4. What Should Be Done

A common attitude together with concerted efforts of Eastern European governments, non-governmental organizations, public health officials, clinical care providers, patient advocacy groups, media representatives and the community at large are needed to negotiate agreements with pharmaceutical companies to make these new life-saving treatments accessible and affordable (13). The situation of HCV therapy today is similar to the debates in 2000 on human immunodeficiency virus infection and acquired immune deficiency syndrome (HIV/AIDS) treatment, when the initial price of triple antiretroviral therapy was very high (unaffordable for millions of infected people). Over the last 15 years, generic competition has driven prices down by 99%, and this should be a lesson for today’s battle against the exorbitant prices of the new HCV treatment (14). Egypt has shown that commitment from the part of the government and tough negotiations with Gilead brought them a 99% discount on the US price of sofosbuvir (15).

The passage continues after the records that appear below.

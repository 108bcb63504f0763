mod api;
mod config;
mod database;
mod middleware;
mod models;
mod seeds;
mod services;
mod state;
mod utils;

use actix_cors::Cors;
use actix_web::{middleware::Logger, web, App, HttpServer};
use dotenv::dotenv;
use utoipa::OpenApi;
use utoipa_swagger_ui::SwaggerUi;

use crate::config::AppConfig;
use crate::middleware::AuthMiddleware;
use crate::state::AppState;
use crate::utils::AppError;

const JSON_BODY_LIMIT: usize = 1024 * 1024;

#[actix_web::main]
async fn main() -> std::io::Result<()> {
    // Load environment variables
    dotenv().ok();

    // Initialize logger
    env_logger::init_from_env(env_logger::Env::new().default_filter_or("info"));

    let config = AppConfig::from_env().map_err(|e| {
        log::error!("❌ Configuration error: {}", e);
        std::io::Error::new(std::io::ErrorKind::InvalidInput, e)
    })?;

    log::info!("🚀 Starting Constitutional Archive API...");

    let state = AppState::init(config).await.map_err(|e| {
        log::error!("❌ Startup failed: {}", e);
        std::io::Error::new(std::io::ErrorKind::Other, e)
    })?;

    // 🌱 Bootstrap admin account
    seeds::admin_seed::seed_admin_account(&state.db, &state.config).await;

    let host = state.config.host.clone();
    let port = state.config.port;
    let frontend_url = state.config.frontend_url.clone();
    let mongo_client = state.db.client().clone();
    let state_data = web::Data::new(state);

    log::info!("🌐 Server starting on {}:{}", host, port);
    log::info!("📚 Swagger UI available at: http://{}:{}/swagger-ui/", host, port);
    log::info!("📄 OpenAPI spec at: http://{}:{}/api-docs/openapi.json", host, port);

    HttpServer::new(move || {
        let cors = Cors::default()
            .allowed_origin(&frontend_url)
            .allowed_methods(vec!["GET", "POST", "PUT", "DELETE", "OPTIONS"])
            .allowed_headers(vec![
                actix_web::http::header::AUTHORIZATION,
                actix_web::http::header::CONTENT_TYPE,
                actix_web::http::header::ACCEPT,
            ])
            .expose_headers(vec![
                actix_web::http::header::CONTENT_TYPE,
                actix_web::http::header::CONTENT_DISPOSITION,
            ])
            .supports_credentials()
            .max_age(3600);

        // Malformed JSON bodies get the same envelope as every other error
        let json_config = web::JsonConfig::default()
            .limit(JSON_BODY_LIMIT)
            .error_handler(|err, _req| AppError::BadRequest(err.to_string()).into());
        let query_config = web::QueryConfig::default()
            .error_handler(|err, _req| AppError::BadRequest(err.to_string()).into());

        let openapi = api::swagger::ApiDoc::openapi();

        App::new()
            .app_data(state_data.clone())
            .app_data(json_config)
            .app_data(query_config)
            .wrap(cors)
            .wrap(middleware::SecurityHeaders)
            .wrap(Logger::default())
            .service(
                SwaggerUi::new("/swagger-ui/{_:.*}")
                    .url("/api-docs/openapi.json", openapi)
            )
            // Health check
            .route("/health", web::get().to(api::health::health_check))
            // Auth endpoints
            .service(
                web::scope("/api/auth")
                    .route("/signup", web::post().to(api::auth::signup))
                    .route("/login", web::post().to(api::auth::login))
                    .route("/google", web::post().to(api::auth::google))
                    .route("/forgot-password", web::post().to(api::auth::forgot_password))
                    .route("/reset-password", web::post().to(api::auth::reset_password))
                    .service(
                        web::resource("/me")
                            .wrap(AuthMiddleware::authenticated())
                            .route(web::get().to(api::auth::get_me))
                    )
                    .service(
                        web::resource("/verify")
                            .wrap(AuthMiddleware::authenticated())
                            .route(web::get().to(api::auth::verify_token))
                    )
            )
            // Users: admin only
            .service(
                web::scope("/api/users")
                    .wrap(AuthMiddleware::admin())
                    .route("", web::get().to(api::users::list_users))
                    .route("", web::post().to(api::users::create_user))
                    .route("/{id}", web::get().to(api::users::get_user))
                    .route("/{id}", web::put().to(api::users::update_user))
                    .route("/{id}", web::delete().to(api::users::delete_user))
            )
            // Archives: public reads, admin writes (checked per handler)
            .service(web::scope("/api/archives").configure(api::archives::configure))
            // Search
            .route("/api/search", web::get().to(api::search::search))
            .route("/api/suggestions", web::get().to(api::suggestions::suggestions))
    })
    .bind((host.as_str(), port))?
    .run()
    .await?;

    log::info!("👋 Server stopped, closing MongoDB connections...");
    mongo_client.shutdown().await;

    Ok(())
}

5. Towards Medical Triumph for All

Hepatitis C Virus infection can be cured and even eradicated by new treatments and this undeniable truth has become more contagious than HCV infection itself, to such a degree that nobody can stay in its way. Rarely, if ever, has mankind seen a curative therapy for a chronic viral infection as for hepatitis C. It would be unimaginable and unforgivable for the present generations if this medical triumph would be wasted and HCV patients, as citizens of low- and middle-income countries, are left excluded from new treatments on grounds related to high prices and financial constraints.

We, physicians and patients, from both Eastern and Western Europe, share the same dreams and goals: to cure and eradicate hepatitis C. In other words, we should all be treated like in a real family (Gens Una Sumus) and have equal access to new therapy throughout Europe and ideally, worldwide.